Thursday Morning Headlines

Union Membership Is Lowest In Nearly A Century
In the last year there have been major confrontations between management and labor unions, particularly in California, where ports have been impact by threatened strikes, and in Wisconsin, where the governor has moved on efforts to rein in the unions.

The battles may earn headlines, but for the unions, they are not earning new members. In fact, union membership stands at a 97-year low, according to the Bureau of Labor Statistics.

“The percentage of workers in unions fell to 11.3 percent, down from 11.8 percent in 2011, the bureau found in its annual report on union membership. That brought unionization to its lowest level since 1916, when it was 11.2 percent, according to a study by two Rutgers economists, Leo Troy and Neil Sheflin,” reports The New York Times.

Dutch Prime Minister Calls For Focus On Growth
Dutch Prime Minister Mark Rutte says rather than continuing to engage in crisis talk, the EU should begin to focus its attention on policies that create economic growth.

Speaking at a WEF panel, Rutte said EU leaders need to “spend time on getting growth going” and stressed the importance of “countries like Denmark, Sweden and the UK… to stay not just in the EU but to be active, because they are focused on bolstering [their economies] and that is a very different debate we are having in the eurozone,” reports BBC News.

Boeing’s Dreamliner: What It Says About Innovation
Some contend the implosion of the Dreamliner project is a case study in how regulation stifles innovation.

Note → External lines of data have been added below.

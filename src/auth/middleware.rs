//! Request-level session handling.
//!
//! `session_layer` runs on every route and only annotates the request;
//! rejection happens in `require_user` and `require_role`, layered on the
//! routes that need them.

use axum::extract::{FromRequestParts, Request, State};
use axum::http::request::Parts;
use axum::middleware::Next;
use axum::response::Response;
use axum_extra::extract::cookie::CookieJar;

use super::session::{Claims, SessionKeys, TOKEN_COOKIE};
use crate::db::Role;
use crate::error::ApiError;

/// Verified session claims, present in request extensions when the token
/// cookie checks out.
#[derive(Debug, Clone)]
pub struct Session(pub Claims);

/// Attach a [`Session`] when the request carries a valid token cookie.
pub async fn session_layer(State(keys): State<SessionKeys>, mut req: Request, next: Next) -> Response {
    let jar = CookieJar::from_headers(req.headers());
    if let Some(cookie) = jar.get(TOKEN_COOKIE) {
        match keys.verify(cookie.value()) {
            Ok(claims) => {
                req.extensions_mut().insert(Session(claims));
            }
            Err(e) => tracing::debug!(error = %e, "Ignoring invalid session cookie"),
        }
    }
    next.run(req).await
}

/// Reject requests without a session.
pub async fn require_user(req: Request, next: Next) -> Result<Response, ApiError> {
    if req.extensions().get::<Session>().is_none() {
        return Err(ApiError::unauthorized());
    }
    Ok(next.run(req).await)
}

/// Reject requests whose session role is not `role`.
pub async fn require_role(
    State(role): State<Role>,
    req: Request,
    next: Next,
) -> Result<Response, ApiError> {
    match req.extensions().get::<Session>() {
        Some(Session(claims)) if claims.has_role(role) => Ok(next.run(req).await),
        Some(Session(claims)) => {
            tracing::debug!(email = %claims.email, role = %claims.role, required = %role, "Role check failed");
            Err(ApiError::unauthorized())
        }
        None => Err(ApiError::unauthorized()),
    }
}

impl<S> FromRequestParts<S> for Session
where
    S: Send + Sync,
{
    type Rejection = ApiError;

    async fn from_request_parts(parts: &mut Parts, _state: &S) -> Result<Self, Self::Rejection> {
        parts
            .extensions
            .get::<Session>()
            .cloned()
            .ok_or_else(ApiError::unauthorized)
    }
}

#[cfg(test)]
mod tests {
    use axum::Router;
    use axum::body::Body;
    use axum::http::{StatusCode, header};
    use axum::middleware::{from_fn, from_fn_with_state};
    use axum::routing::get;
    use secrecy::SecretString;
    use tower::ServiceExt;

    use super::*;

    fn keys() -> SessionKeys {
        SessionKeys::new(&SecretString::from("middleware-secret".to_string()))
    }

    fn token(role: &str) -> String {
        keys()
            .sign(&Claims {
                id: 1,
                email: "someone@example.com".to_string(),
                role: role.to_string(),
                picture: String::new(),
                exp: chrono::Utc::now().timestamp() + 60,
            })
            .unwrap()
    }

    fn app() -> Router {
        let admin = Router::new()
            .route("/admin", get(|| async { "admin ok" }))
            .route_layer(from_fn_with_state(Role::Admin, require_role));
        let user = Router::new()
            .route(
                "/me",
                get(|Session(claims): Session| async move { claims.email }),
            )
            .route_layer(from_fn(require_user));
        Router::new()
            .route("/open", get(|| async { "open" }))
            .merge(admin)
            .merge(user)
            .layer(from_fn_with_state(keys(), session_layer))
    }

    async fn status(path: &str, cookie: Option<String>) -> StatusCode {
        let mut req = Request::builder().uri(path);
        if let Some(cookie) = cookie {
            req = req.header(header::COOKIE, cookie);
        }
        app()
            .oneshot(req.body(Body::empty()).unwrap())
            .await
            .unwrap()
            .status()
    }

    #[tokio::test]
    async fn test_open_route_without_session() {
        assert_eq!(status("/open", None).await, StatusCode::OK);
    }

    #[tokio::test]
    async fn test_require_user() {
        assert_eq!(status("/me", None).await, StatusCode::UNAUTHORIZED);
        let cookie = format!("{}={}", TOKEN_COOKIE, token("user"));
        assert_eq!(status("/me", Some(cookie)).await, StatusCode::OK);
    }

    #[tokio::test]
    async fn test_require_role_admin() {
        let user = format!("{}={}", TOKEN_COOKIE, token("user"));
        assert_eq!(status("/admin", Some(user)).await, StatusCode::UNAUTHORIZED);

        let admin = format!("{}={}", TOKEN_COOKIE, token("Admin"));
        assert_eq!(status("/admin", Some(admin)).await, StatusCode::OK);
    }

    #[tokio::test]
    async fn test_invalid_cookie_is_unauthenticated() {
        let cookie = format!("{}=not-a-token", TOKEN_COOKIE);
        assert_eq!(status("/open", Some(cookie.clone())).await, StatusCode::OK);
        assert_eq!(status("/me", Some(cookie)).await, StatusCode::UNAUTHORIZED);
    }

    #[tokio::test]
    async fn test_rejection_body() {
        let resp = app()
            .oneshot(Request::builder().uri("/admin").body(Body::empty()).unwrap())
            .await
            .unwrap();
        let body = http_body_util::BodyExt::collect(resp.into_body())
            .await
            .unwrap()
            .to_bytes();
        let json: serde_json::Value = serde_json::from_slice(&body).unwrap();
        assert_eq!(json, serde_json::json!({"error": "Unauthorized"}));
    }
}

“The grounding of the 787 was in many respects inevitable for a project marked by missed opportunities, narrowed visions, and, yes, dreams deferred. It’s also a dispiriting example of the shrinking tolerance for risk among corporate executives and government regulators, which is stifling innovation and threatening America’s competitive edge,” write Brad Stone and Susanna Ray in Bloomberg Businessweek.

On the other hand, some argue that it represents the inherent risks of innovation itself.

“The history of innovation, of course, is littered with failures. Even Thomas Edison bet badly, as in his development of direct-current electricity that proved inferior to alternating current. Aviation innovation is especially risky because the stakes are so high. A crashed laptop might lose data, but a crashed plane kills people,” says The Wall Street Journal’s Daniel Michaels.

In Davos, A Love Affair With Social Entrepreneurship
Among those financial leaders gathered in Davos for the World Economic Forum, love is in the air – at least, love with the idea of social enterprise as an emerging solution to some of the world’s problems. But, one participant urges those gathered to step back and reevaluate their faith in the practice.

“What has arisen for elites is social enterprise as the solution, a remaking of the world in the image that has made them successful. Charity is no longer charity: it is applying capitalism to make the poor rich.

“While it would be convenient and gratifying if maximizing profit and minimizing social suffering worked well together, evidence suggests that in many instances, the combination is a volatile one,” cautions Erica Dhawan in an article in Forbes.